The development of security fusion centers (internal information sharing centers) was an emerging trend for many large enterprise and public sector security operations organizations in 2016. We repeatedly heard a common theme: The inability to see the complete risk and security picture from their existing Security Operations Center (SOC) environments spread across multiple regions and lines of business.

The issue:There are simply too many applications, data, systems, and users within functional groups. This is causing the organizations to struggle when attempting to consolidate the information necessary to make effective risk decisions. In an effort to quell this challenge, large organizations have attempted to hire more people and/or add additional technology solutions.

However, most organizations end up either:

1) Deploying tools that require support and generate more volume

-or-

2) Without the human expertise to support the environment

In a number of these organizations, siloed security operations are created that represent business units, an operating company, a department, or other logical divisions within the organization―each with varying degrees of maturity, and each providing visibility into a portion of the business but not the parent organization as whole. But there is another way.

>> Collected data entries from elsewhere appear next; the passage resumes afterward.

//! Shell: the native host coordinating screens and their bridge channels.
//!
//! The [`Shell`] owns the services every channel shares (options, the
//! navigation controller, the UI executor and the plugin registry) and
//! tracks the open channels.
//!
//! # Example
//!
//! ```ignore
//! let shell = Shell::builder()
//!     .routes_json(ROUTES)
//!     .screen_host(screens)
//!     .build()?;
//!
//! let root = shell.navigation().register_root(None, "index.html")?;
//! let channel = shell.open_channel(root);
//! channel.attach(Host::new(sink));
//! ```

// ============================================================================
// Imports
// ============================================================================

use std::fmt;
use std::sync::Arc;

use parking_lot::Mutex;
use rustc_hash::FxHashMap;
use tracing::{debug, info};

use crate::bridge::channel::Services;
use crate::bridge::{BridgeChannel, PluginRegistry};
use crate::executor::{UiExecutor, UiHandle};
use crate::identifiers::{ChannelId, ScreenId};
use crate::navigation::{NavigationController, RouteResolver, ScreenHost};

use super::builder::ShellBuilder;
use super::options::BridgeOptions;

// ============================================================================
// Types
// ============================================================================

/// Internal shared state for the shell.
pub(crate) struct ShellInner {
    /// Services shared by every channel.
    services: Arc<Services>,

    /// Open channels by id.
    channels: Mutex<FxHashMap<ChannelId, BridgeChannel>>,
}

// ============================================================================
// Shell
// ============================================================================

/// Native host shell.
///
/// Cheap to clone; clones share state.
#[derive(Clone)]
pub struct Shell {
    inner: Arc<ShellInner>,
}

impl fmt::Debug for Shell {
    fn fmt(&self, f: &mut fmt::Formatter<'_>) -> fmt::Result {
        f.debug_struct("Shell")
            .field("options", &self.inner.services.options)
            .field("screens", &self.inner.services.navigation.len())
            .field("channels", &self.channel_count())
            .finish_non_exhaustive()
    }
}

// ============================================================================
// Shell - Construction
// ============================================================================

impl Shell {
    /// Creates a configuration builder.
    #[inline]
    #[must_use]
    pub fn builder() -> ShellBuilder {
        ShellBuilder::new()
    }

    pub(crate) fn new(
        options: BridgeOptions,
        resolver: Arc<dyn RouteResolver>,
        screen_host: Arc<dyn ScreenHost>,
        executor: Arc<dyn UiExecutor>,
        plugins: Arc<dyn PluginRegistry>,
    ) -> Self {
        let navigation = Arc::new(NavigationController::new(resolver, screen_host));
        let services = Services::new(options, navigation, UiHandle::from_arc(executor), plugins);

        info!(
            bridge_global = %services.options.bridge_global,
            version = %services.options.host_version,
            "Shell created"
        );

        Self {
            inner: Arc::new(ShellInner {
                services: Arc::new(services),
                channels: Mutex::new(FxHashMap::default()),
            }),
        }
    }
}

// ============================================================================
// Shell - Accessors
// ============================================================================

impl Shell {
    /// Bridge options.
    #[inline]
    #[must_use]
    pub fn options(&self) -> &BridgeOptions {
        &self.inner.services.options
    }

    /// Navigation controller.
    #[inline]
    #[must_use]
    pub fn navigation(&self) -> &Arc<NavigationController> {
        &self.inner.services.navigation
    }

    /// UI executor handle.
    #[inline]
    #[must_use]
    pub fn ui(&self) -> &UiHandle {
        &self.inner.services.ui
    }

    /// Plugin registry.
    #[inline]
    #[must_use]
    pub fn plugins(&self) -> &Arc<dyn PluginRegistry> {
        &self.inner.services.plugins
    }
}

// ============================================================================
// Shell - Channels
// ============================================================================

impl Shell {
    /// Opens a bridge channel for the guest runtime of `screen`.
    pub fn open_channel(&self, screen: ScreenId) -> BridgeChannel {
        let channel = BridgeChannel::new(screen, Arc::clone(&self.inner.services));
        self.inner
            .channels
            .lock()
            .insert(channel.id(), channel.clone());

        debug!(channel = %channel.id(), screen = %screen, "Channel opened");
        channel
    }

    /// Looks up a channel by id.
    #[must_use]
    pub fn channel(&self, id: ChannelId) -> Option<BridgeChannel> {
        self.inner.channels.lock().get(&id).cloned()
    }

    /// Channels of one screen; a screen may host a web layer channel too.
    #[must_use]
    pub fn channels_for(&self, screen: ScreenId) -> Vec<BridgeChannel> {
        self.inner
            .channels
            .lock()
            .values()
            .filter(|channel| channel.screen() == screen)
            .cloned()
            .collect()
    }

    /// First channel of the bottom-most screen of the history.
    ///
    /// This is the channel receiving `onWebLayerDismissed`.
    #[must_use]
    pub fn root_channel(&self) -> Option<BridgeChannel> {
        let root = self.navigation().screens().first()?.id;
        self.channels_for(root).into_iter().next()
    }

    /// Detaches and forgets a channel.
    pub fn close_channel(&self, id: ChannelId) -> Option<BridgeChannel> {
        let channel = self.inner.channels.lock().remove(&id)?;
        channel.detach();
        debug!(channel = %id, "Channel closed");
        Some(channel)
    }

    /// Number of open channels.
    #[inline]
    #[must_use]
    pub fn channel_count(&self) -> usize {
        self.inner.channels.lock().len()
    }

    /// Sends `onAppBackground` to every channel.
    pub fn app_background(&self) {
        for channel in self.snapshot() {
            channel.app_background();
        }
    }

    /// Sends `onAppForeground` to every channel.
    pub fn app_foreground(&self) {
        for channel in self.snapshot() {
            channel.app_foreground();
        }
    }

    /// Detaches and forgets every channel.
    pub fn close(&self) {
        let channels: Vec<BridgeChannel> = {
            let mut map = self.inner.channels.lock();
            map.drain().map(|(_, channel)| channel).collect()
        };

        info!(count = channels.len(), "Closing all channels");
        for channel in channels {
            channel.detach();
        }
    }

    fn snapshot(&self) -> Vec<BridgeChannel> {
        self.inner.channels.lock().values().cloned().collect()
    }
}

// ============================================================================
// Tests
// ============================================================================

#[cfg(test)]
mod tests {
    use super::*;

    use serde_json::json;

    use crate::bridge::Host;
    use crate::bridge::channel::tests::RecordingSink;
    use crate::navigation::controller::tests::{RecordingHost, resolver};
    use crate::protocol::events;

    fn shell() -> Shell {
        Shell::builder()
            .resolver(resolver())
            .screen_host(Arc::new(RecordingHost::default()))
            .build()
            .expect("shell")
    }

    #[test]
    fn test_open_and_close_channels() {
        let shell = shell();
        let root = shell
            .navigation()
            .register_root(None, "index.html")
            .expect("root");

        let channel = shell.open_channel(root);
        assert_eq!(shell.channel_count(), 1);
        assert_eq!(shell.channel(channel.id()).map(|c| c.id()), Some(channel.id()));
        assert_eq!(shell.root_channel().map(|c| c.id()), Some(channel.id()));

        assert!(shell.close_channel(channel.id()).is_some());
        assert_eq!(shell.channel_count(), 0);
        assert!(shell.close_channel(channel.id()).is_none());
    }

    #[test]
    fn test_app_background_reaches_every_channel() {
        let shell = shell();
        let root = shell
            .navigation()
            .register_root(None, "index.html")
            .expect("root");

        let sinks: Vec<Arc<RecordingSink>> = (0..2)
            .map(|_| {
                let sink = Arc::new(RecordingSink::default());
                let channel = shell.open_channel(root);
                channel.attach(Host::new(sink.clone()));
                channel.receive(r#"{"type":"cobaltIsReady"}"#);
                sink
            })
            .collect();

        shell.app_background();

        for sink in &sinks {
            let names: Vec<Option<String>> = sink
                .messages()
                .iter()
                .map(|m| m.event_name().map(str::to_string))
                .collect();
            assert_eq!(names, vec![Some(events::ON_APP_BACKGROUND.to_string())]);
        }
        assert_eq!(shell.channels_for(root).len(), 2);

        shell.close();
        assert_eq!(shell.channel_count(), 0);
    }

    #[test]
    fn test_web_layer_dismissed_on_root_channel() {
        let shell = shell();
        let root = shell
            .navigation()
            .register_root(None, "index.html")
            .expect("root");
        let sink = Arc::new(RecordingSink::default());
        let channel = shell.open_channel(root);
        channel.attach(Host::new(sink.clone()));
        channel.receive(r#"{"type":"cobaltIsReady"}"#);

        shell
            .root_channel()
            .expect("root channel")
            .web_layer_dismissed("layer.html", None);

        let messages = sink.messages();
        assert_eq!(
            messages[0].data(),
            Some(&json!({"page": "layer.html", "data": null}))
        );
    }
}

We saw organizations that overcame these challenges through adopting an organizational model that designates or creates a SOC as a fusion center for the entire organization. These fusion centers provide:

Process governance Information sharing Security expertise

This allows either each of the subscriber SOCs to collaborate more effectively or to “fold down” and become functional customers to one of the SOCs at a more mature service stage. Large organizations using this approach generally see an overall benefit from economies of scale and improved coordination from a reduced set of common processes, the use of common technology solutions, and the use of common metrics from a fusion center.